-- Exercise objective --
Scan the records for the string "EndpointFn"; copy each line where it occurs.

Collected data
=== Section Start ===

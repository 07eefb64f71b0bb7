use dioxus::prelude::*;
use dioxus_free_icons::icons::fa_solid_icons::FaPaperPlane;
use dioxus_free_icons::Icon;
use futures::StreamExt;

use crate::{
    chat::{ChatWindow, LocalMessageStore, MessageStream},
    client::store::{notice::use_notices, session::use_identity},
    error::chat::ChatError,
    model::{chat::ChatPartner, notice::IntoNotice},
};

/// Contact list with the conversation of the selected contact
#[component]
pub fn ChatPanel(contacts: Vec<ChatPartner>, contact_list_title: String) -> Element {
    let identity = use_identity();
    let store = use_context::<LocalMessageStore>();
    let mut notices = use_notices();

    let mut window = use_signal(|| ChatWindow::new(&identity.read(), contacts.clone()).ok());
    let mut draft = use_signal(String::new);

    // Re-subscribe only when the open thread changes, the old feed is dropped with its future
    let thread = use_memo(move || window.read().as_ref().and_then(ChatWindow::thread_id));
    let feed_store = store.clone();
    let _feed = use_resource(move || {
        let store = feed_store.clone();

        async move {
            let Some(thread_id) = thread() else {
                return;
            };

            match store.subscribe(&thread_id) {
                Ok(mut subscription) => {
                    while let Some(message) = subscription.next().await {
                        if let Some(window) = window.write().as_mut() {
                            window.receive(message);
                        }
                    }
                }
                Err(e) => {
                    notices.write().push(e.into_notice());
                }
            }
        }
    });

    let send = move |evt: FormEvent| {
        evt.prevent_default();

        let text = draft();
        let composed = match window.read().as_ref() {
            Some(window) => window.compose(&text),
            None => Err(ChatError::NotSignedIn),
        };

        match composed {
            Ok(([me, partner], message)) => {
                let store = store.clone();

                spawn(async move {
                    match store.send([me.as_str(), partner.as_str()], message).await {
                        Ok(_) => draft.set(String::new()),
                        Err(e) => {
                            notices.write().push(e.into_notice());
                        }
                    }
                });
            }
            Err(e) => {
                notices.write().push(e.into_notice());
            }
        }
    };

    let Some(current) = window.read().clone() else {
        return rsx!(
            p { class: "text-gray-500", "Please sign in to use chat." }
        );
    };

    rsx!(
        div { class: "flex gap-4 h-[70vh]",
            div { class: "w-64 border-r pr-4",
                h2 { class: "text-lg font-semibold mb-2", "{contact_list_title}" }
                for contact in current.contacts().iter().cloned() {
                    button {
                        key: "{contact.id}",
                        class: if current.selected().is_some_and(|s| s.id == contact.id) {
                            "w-full text-left p-4 rounded-lg bg-violet-100 text-violet-800 font-semibold"
                        } else {
                            "w-full text-left p-4 rounded-lg hover:bg-gray-100"
                        },
                        onclick: {
                            let partner_id = contact.id.clone();
                            move |_| {
                                if let Some(window) = window.write().as_mut() {
                                    window.select(&partner_id);
                                }
                            }
                        },
                        "{contact.name}"
                    }
                }
            }
            div { class: "flex-1 flex flex-col",
                if let Some(partner) = current.selected() {
                    h3 { class: "text-xl font-semibold mb-2",
                        "Chat with {partner.name}"
                        if let Some(details) = &partner.details {
                            " from {details}"
                        }
                    }
                    div { class: "flex-1 overflow-y-auto flex flex-col gap-2",
                        for message in current.messages().iter() {
                            div {
                                key: "{message.id}",
                                class: if current.is_own(message) {
                                    "chat-bubble-own rounded-lg p-2 max-w-md"
                                } else {
                                    "chat-bubble-other rounded-lg p-2 max-w-md"
                                },
                                p { class: "text-xs opacity-70", "{message.sender_name}" }
                                p { "{message.text}" }
                                p { class: "text-xs opacity-60",
                                    {message.sent_at.format("%H:%M").to_string()}
                                }
                            }
                        }
                    }
                    form { class: "flex gap-2 mt-2",
                        onsubmit: send,
                        input {
                            class: "input input-bordered flex-1",
                            placeholder: "Type a message...",
                            value: "{draft}",
                            oninput: move |evt| draft.set(evt.value()),
                        }
                        button { class: "btn btn-primary", r#type: "submit",
                            Icon { width: 16, height: 16, icon: FaPaperPlane }
                        }
                    }
                } else {
                    p { class: "text-gray-500", "Select a contact to start chatting." }
                }
            }
        }
    )
}
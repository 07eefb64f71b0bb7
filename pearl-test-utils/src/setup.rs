use mockito::{Mock, Server, ServerGuard};

/// A mock API server and the endpoints registered on it
pub struct TestSetup {
    pub server: ServerGuard,
    pub mocks: Vec<Mock>,
}

impl TestSetup {
    pub async fn new() -> Self {
        Self {
            server: Server::new_async().await,
            mocks: Vec::new(),
        }
    }

    /// Base URL the API client under test should be pointed at
    pub fn url(&self) -> String {
        self.server.url()
    }

    /// Assert all mock endpoints were called as expected.
    ///
    /// # Panics
    /// Panics if any mock endpoint was not called the expected number of times
    pub fn assert_mocks(&self) {
        for mock in &self.mocks {
            mock.assert();
        }
    }
}
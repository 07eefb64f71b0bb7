use crate::{
    api::{transport::HttpTransport, transport::Method, ApiClient},
    error::api::ApiError,
    model::guide::{TourGuideDto, TourGuideProfileDto},
};

impl<T: HttpTransport> ApiClient<T> {
    pub async fn list_tour_guides(&self) -> Result<Vec<TourGuideDto>, ApiError> {
        self.get("/users/tour-guides").await
    }

    /// Replace the profile fields of the tour guide owning `user_id`
    pub async fn update_tour_guide_profile(
        &self,
        user_id: i64,
        profile: &TourGuideProfileDto,
    ) -> Result<(), ApiError> {
        self.submit(
            Method::Patch,
            &format!("/tour-guide/{}/profile", user_id),
            profile,
        )
        .await
    }

    pub async fn delete_tour_guide(&self, tour_guide_id: i64) -> Result<(), ApiError> {
        self.delete(&format!("/tour-guide/delete-tour-guide/{}", tour_guide_id))
            .await
    }
}
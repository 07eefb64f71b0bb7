use mockito::Matcher;
use pearl::{
    listing::editor::{DestinationForm, Editor, TourGuideForm, TourGuidePayload},
    model::{destination::DestinationDto, guide::TourGuideDto, notice::NoticeLevel},
};
use pearl_test_utils::{fixtures::factory, prelude::*};
use serde_json::json;

use crate::util::client;

#[tokio::test]
/// Expect a new destination to be posted with its details split into paragraphs
async fn adds_destination() -> Result<(), TestError> {
    let mut test = TestBuilder::new().build().await?;
    let create = test
        .server
        .mock("POST", "/destinations/add")
        .match_body(Matcher::Json(json!({
            "name": "Sigiriya",
            "type": "Historical",
            "details": ["Rock fortress.", "Climb at dawn."],
            "activities": ["Hiking"],
            "province": "Central",
            "district": "Matale",
            "climate": "Dry",
            "image": "https://img.pearl.lk/sigiriya.jpg",
        })))
        .with_status(201)
        .expect(1)
        .create();

    let mut editor = Editor::<DestinationForm>::default();
    editor.open_new();
    let form = editor.form_mut();
    form.name = "Sigiriya".to_string();
    form.kind = "Historical".to_string();
    form.province = "Central".to_string();
    form.district = "Matale".to_string();
    form.climate = "Dry".to_string();
    form.image = "https://img.pearl.lk/sigiriya.jpg".to_string();
    form.details = "Rock fortress.\n\nClimb at dawn.".to_string();
    form.toggle_activity("Hiking");

    let api = client(&test, Some(&token::admin()));
    let (target, payload) = editor.begin_save().unwrap().unwrap();
    let result = api.create_destination(&payload).await;
    let notice = editor.finish_save(target, result);

    assert_eq!(notice.message, "Destination added successfully!");
    assert!(!editor.is_open());

    create.assert();

    Ok(())
}

#[tokio::test]
/// Expect an edited destination to be patched by id and a refusal to keep the form open
async fn updates_destination() -> Result<(), TestError> {
    let mut test = TestBuilder::new().build().await?;
    let update = test
        .server
        .mock("PATCH", "/destinations/update_destination/3")
        .match_body(Matcher::PartialJson(json!({ "name": "Ella Rock Trail" })))
        .with_status(500)
        .expect(1)
        .create();

    let destination: DestinationDto = serde_json::from_value(factory::destination(3, "Ella Rock"))?;
    let mut editor = Editor::<DestinationForm>::default();
    editor.open_edit(&destination);
    editor.form_mut().name = "Ella Rock Trail".to_string();

    let api = client(&test, Some(&token::admin()));
    let (target, payload) = editor.begin_save().unwrap().unwrap();
    let result = api.update_destination(3, &payload).await;
    let notice = editor.finish_save(target, result);

    assert_eq!(notice.level, NoticeLevel::Error);
    assert_eq!(notice.message, "Failed to update destination.");
    assert!(editor.is_open());

    update.assert();

    Ok(())
}

#[tokio::test]
/// Expect a new tour guide to be registered with a password and review count
async fn registers_tour_guide() -> Result<(), TestError> {
    let mut test = TestBuilder::new().build().await?;
    let register = test
        .server
        .mock("POST", "/auth/register/guide")
        .match_body(Matcher::PartialJson(json!({
            "name": "Nimal Perera",
            "password": "secret",
            "licenseNumber": "TG-77",
            "reviewCount": 0,
        })))
        .with_status(201)
        .expect(1)
        .create();

    let mut editor = Editor::<TourGuideForm>::default();
    editor.open_new();
    let form = editor.form_mut();
    form.name = "Nimal Perera".to_string();
    form.email = "nimal@pearl.lk".to_string();
    form.password = "secret".to_string();
    form.nic = "901234567V".to_string();
    form.telephone = "0712345678".to_string();
    form.address = "Kandy".to_string();
    form.license_number = "TG-77".to_string();

    let api = client(&test, Some(&token::admin()));
    let (target, payload) = editor.begin_save().unwrap().unwrap();
    let TourGuidePayload::Register(registration) = payload else {
        panic!("expected a registration for a new guide");
    };
    let result = api.register_tour_guide(&registration).await;
    let notice = editor.finish_save(target, result);

    assert_eq!(notice.message, "Tour guide added successfully!");

    register.assert();

    Ok(())
}

#[tokio::test]
/// Expect a guide's profile to be patched through their user account
async fn updates_tour_guide_profile() -> Result<(), TestError> {
    let mut test = TestBuilder::new().build().await?;
    let update = test
        .server
        .mock("PATCH", "/tour-guide/7/profile")
        .match_body(Matcher::PartialJson(json!({
            "telephone": "0770000000",
            "licenseNumber": "TG-7",
        })))
        .with_status(200)
        .expect(1)
        .create();

    let guide: TourGuideDto = serde_json::from_value(factory::tour_guide(TEST_GUIDE_ID, "Nimal"))?;
    let mut editor = Editor::<TourGuideForm>::default();
    editor.open_edit(&guide);
    editor.form_mut().telephone = "0770000000".to_string();

    let api = client(&test, Some(&token::admin()));
    let (target, payload) = editor.begin_save().unwrap().unwrap();
    let TourGuidePayload::Update { user_id, profile } = payload else {
        panic!("expected a profile update for an existing guide");
    };
    let result = api.update_tour_guide_profile(user_id, &profile).await;
    let notice = editor.finish_save(target, result);

    assert_eq!(notice.message, "Tour guide updated successfully!");

    update.assert();

    Ok(())
}

#[tokio::test]
/// Expect deleting a tour guide to address the guide record
async fn deletes_tour_guide() -> Result<(), TestError> {
    let mut test = TestBuilder::new().build().await?;
    let delete = test
        .server
        .mock("DELETE", "/tour-guide/delete-tour-guide/7")
        .with_status(204)
        .expect(1)
        .create();

    let api = client(&test, Some(&token::admin()));
    assert_eq!(api.delete_tour_guide(TEST_GUIDE_ID).await, Ok(()));

    delete.assert();

    Ok(())
}
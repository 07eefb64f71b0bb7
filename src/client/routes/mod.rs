pub mod admin;
pub mod guide;
pub mod home;
pub mod login;
pub mod not_found;
pub mod signup;
pub mod tourist;

pub use home::Home;
pub use login::Login;
pub use not_found::NotFound;
pub use signup::Signup;
use dioxus::document::Title;
use dioxus::prelude::*;
use dioxus_free_icons::icons::fa_solid_icons::{FaHeart, FaLocationDot, FaPlus};
use dioxus_free_icons::Icon;

use crate::client::{components::Page, router::Route, store::session::use_identity};

#[component]
pub fn TouristHome() -> Element {
    let identity = use_identity();
    let name = identity
        .read()
        .display_name()
        .unwrap_or("traveller")
        .to_string();

    rsx!(
        Title { "Home | The Pearl" }
        Page { title: format!("Welcome, {}", name),
            div { class: "flex flex-col gap-6 max-w-256",
                p { class: "text-lg text-gray-600",
                    "Sri Lanka packs beaches, ancient cities, tea country and wildlife into one island. Build your trip from the destinations on your wishlist and a local guide will take you there."
                }
                div { class: "flex gap-4",
                    Link { to: Route::TouristDestinations {}, class: "btn btn-outline flex gap-2",
                        Icon { width: 14, height: 14, icon: FaHeart }
                        "Browse Destinations"
                    }
                    Link { to: Route::PlanTrip {}, class: "btn btn-primary flex gap-2",
                        Icon { width: 14, height: 14, icon: FaPlus }
                        "Plan a Trip"
                    }
                    Link { to: Route::TouristTrips {}, class: "btn btn-outline flex gap-2",
                        Icon { width: 14, height: 14, icon: FaLocationDot }
                        "My Trips"
                    }
                }
            }
        }
    )
}
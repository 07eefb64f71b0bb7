//! Declarative setup of the mock API.
//!
//! The `TestBuilder` queues endpoints which are all registered on a fresh mock server
//! during the final `build()` call.

use mockito::{Mock, ServerGuard};
use serde_json::Value;

use crate::{
    error::TestError,
    fixtures::factory::{selected_destinations, wishlist},
    TestSetup,
};

type EndpointFn = Box<dyn FnOnce(&mut TestSetup) -> Result<Mock, TestError>>;

/// Builder for declarative test initialization.
///
/// Methods can be chained together and finalized with `build()`.
///
/// # Example
///
/// ```no_run
/// use pearl_test_utils::prelude::*;
///
/// # async fn example() -> Result<(), TestError> {
/// let test = TestBuilder::new()
///     .with_no_wishlist(TEST_TOURIST_ID, 1)
///     .with_active_trip(TEST_TOURIST_ID, false, 1)
///     .build()
///     .await?;
/// # Ok(())
/// # }
/// ```
#[derive(Default)]
pub struct TestBuilder {
    // Custom endpoints, registered before the shortcuts below
    mock_builders: Vec<Box<dyn FnOnce(&mut ServerGuard) -> Mock>>,
    endpoints: Vec<EndpointFn>,
}

impl TestBuilder {
    pub fn new() -> Self {
        Self::default()
    }

    fn endpoint<F>(mut self, endpoint: F) -> Self
    where
        F: FnOnce(&mut TestSetup) -> Result<Mock, TestError> + 'static,
    {
        self.endpoints.push(Box::new(endpoint));
        self
    }

    /// Register a tourist's wishlist holding `destination_ids`
    pub fn with_wishlist(self, tourist_id: i64, destination_ids: &[i64], expected_requests: usize) -> Self {
        let body = wishlist(tourist_id * 10, tourist_id, destination_ids);

        self.endpoint(move |setup| {
            setup.with_wishlist_endpoint(tourist_id, Some(body), expected_requests)
        })
    }

    pub fn with_no_wishlist(self, tourist_id: i64, expected_requests: usize) -> Self {
        self.endpoint(move |setup| setup.with_wishlist_endpoint(tourist_id, None, expected_requests))
    }

    /// Register a tourist's selection set holding `destination_ids`
    pub fn with_selection(self, tourist_id: i64, destination_ids: &[i64], expected_requests: usize) -> Self {
        let body = selected_destinations(tourist_id * 100, tourist_id, destination_ids);

        self.endpoint(move |setup| {
            setup.with_selected_destinations_endpoint(tourist_id, Some(body), expected_requests)
        })
    }

    pub fn with_no_selection(self, tourist_id: i64, expected_requests: usize) -> Self {
        self.endpoint(move |setup| {
            setup.with_selected_destinations_endpoint(tourist_id, None, expected_requests)
        })
    }

    /// Register the lookup endpoint of every destination
    pub fn with_destinations(mut self, destinations: Vec<Value>, expected_requests: usize) -> Self {
        for destination in destinations {
            self = self.endpoint(move |setup| {
                setup.with_destination_endpoint(&destination, expected_requests)
            });
        }
        self
    }

    pub fn with_active_trip(self, tourist_id: i64, has_active_trip: bool, expected_requests: usize) -> Self {
        self.endpoint(move |setup| {
            setup.with_active_trip_endpoint(tourist_id, has_active_trip, expected_requests)
        })
    }

    pub fn with_accepted_trips(self, tourist_id: i64, trips: Vec<Value>, expected_requests: usize) -> Self {
        self.endpoint(move |setup| {
            setup.with_accepted_trips_endpoint(tourist_id, trips, expected_requests)
        })
    }

    pub fn with_tour_guides(self, guides: Vec<Value>, expected_requests: usize) -> Self {
        self.endpoint(move |setup| setup.with_tour_guides_endpoint(guides, expected_requests))
    }

    /// Add a custom mock endpoint.
    ///
    /// Custom endpoints are created first so tests can queue several mocks for the same
    /// path, such as an error followed by a success.
    pub fn with_mock_endpoint<F>(mut self, setup: F) -> Self
    where
        F: FnOnce(&mut ServerGuard) -> Mock + 'static,
    {
        self.mock_builders.push(Box::new(setup));
        self
    }

    /// Start the mock server and register every queued endpoint
    pub async fn build(self) -> Result<TestSetup, TestError> {
        let mut setup = TestSetup::new().await;

        for builder in self.mock_builders {
            let mock = builder(&mut setup.server);
            setup.mocks.push(mock);
        }

        for endpoint in self.endpoints {
            let mock = endpoint(&mut setup)?;
            setup.mocks.push(mock);
        }

        Ok(setup)
    }
}
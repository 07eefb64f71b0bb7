/// Severity of a transient notification shown to the user
#[derive(Clone, Copy, Debug, PartialEq, Eq)]
pub enum NoticeLevel {
    Info,
    Success,
    Error,
}

/// A transient, toast-style message produced by an operation
#[derive(Clone, Debug, PartialEq, Eq)]
pub struct Notice {
    pub level: NoticeLevel,
    pub message: String,
}

impl Notice {
    pub fn info(message: impl Into<String>) -> Self {
        Self {
            level: NoticeLevel::Info,
            message: message.into(),
        }
    }

    pub fn success(message: impl Into<String>) -> Self {
        Self {
            level: NoticeLevel::Success,
            message: message.into(),
        }
    }

    pub fn error(message: impl Into<String>) -> Self {
        Self {
            level: NoticeLevel::Error,
            message: message.into(),
        }
    }

    pub fn is_error(&self) -> bool {
        self.level == NoticeLevel::Error
    }
}

/// Conversion of an error into the notice shown to the user.
///
/// Implementations log the full error and return a message that is safe to display,
/// mirroring how API errors are turned into responses on a server.
pub trait IntoNotice {
    fn into_notice(self) -> Notice;
}
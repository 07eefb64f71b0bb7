use mockito::Matcher;
use pearl::model::user::LoginForm;
use pearl_test_utils::prelude::*;
use serde_json::json;

use crate::util::client;

#[tokio::test]
/// Expect credentials to be posted as a form and the issued token returned
async fn logs_in_with_form_credentials() -> Result<(), TestError> {
    let issued = token::tourist();

    let mut test = TestBuilder::new().build().await?;
    let mock = test
        .server
        .mock("POST", "/auth/token")
        .match_header("content-type", "application/x-www-form-urlencoded")
        .match_body(Matcher::AllOf(vec![
            Matcher::UrlEncoded("username".into(), "a@b.com".into()),
            Matcher::UrlEncoded("password".into(), "secret".into()),
        ]))
        .with_status(200)
        .with_header("content-type", "application/json")
        .with_body(json!({ "access_token": issued, "token_type": "bearer" }).to_string())
        .expect(1)
        .create();

    let api = client(&test, None);
    let result = api
        .login(&LoginForm {
            username: "a@b.com".to_string(),
            password: "secret".to_string(),
        })
        .await;

    let token = result.unwrap();
    assert_eq!(token.access_token, issued);
    assert_eq!(token.token_type, "bearer");

    mock.assert();

    Ok(())
}

#[tokio::test]
/// Expect rejected credentials to surface the API's message
async fn fails_with_rejected_credentials() -> Result<(), TestError> {
    let mut test = TestBuilder::new().build().await?;
    let mock = test
        .server
        .mock("POST", "/auth/token")
        .with_status(401)
        .with_header("content-type", "application/json")
        .with_body(r#"{"detail":"Incorrect username or password"}"#)
        .expect(1)
        .create();

    let api = client(&test, None);
    let result = api
        .login(&LoginForm {
            username: "a@b.com".to_string(),
            password: "wrong".to_string(),
        })
        .await;

    let error = result.unwrap_err();
    assert_eq!(error.status(), Some(401));
    assert!(error.to_string().contains("Incorrect username or password"));

    mock.assert();

    Ok(())
}
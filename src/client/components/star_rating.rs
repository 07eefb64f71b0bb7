use dioxus::prelude::*;
use dioxus_free_icons::icons::fa_solid_icons::{FaStar, FaStarHalf};
use dioxus_free_icons::Icon;

use crate::directory::rating::{Reputation, StarRating};

#[component]
pub fn StarRatingDisplay(reputation: Reputation) -> Element {
    match reputation {
        Reputation::Rated { stars, score, .. } => {
            let StarRating { full, half, empty } = stars;

            rsx!(
                div { class: "flex items-center gap-1",
                    title: "{score:.1} out of 5",
                    for _ in 0..full {
                        span { class: "star-full", Icon { width: 16, height: 16, icon: FaStar } }
                    }
                    if half {
                        span { class: "star-half", Icon { width: 16, height: 16, icon: FaStarHalf } }
                    }
                    for _ in 0..empty {
                        span { class: "star-empty", Icon { width: 16, height: 16, icon: FaStar } }
                    }
                    span { class: "text-sm text-gray-500 ml-1",
                        "{reputation.review_label()}"
                    }
                }
            )
        }
        Reputation::Unrated { .. } => rsx!(
            span { class: "text-sm text-gray-500",
                "{reputation.review_label()}"
            }
        ),
    }
}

=== Section End ===

-- Output --
type EndpointFn = Box<dyn FnOnce(&mut TestSetup) -> Result<Mock, TestError>>;
    endpoints: Vec<EndpointFn>,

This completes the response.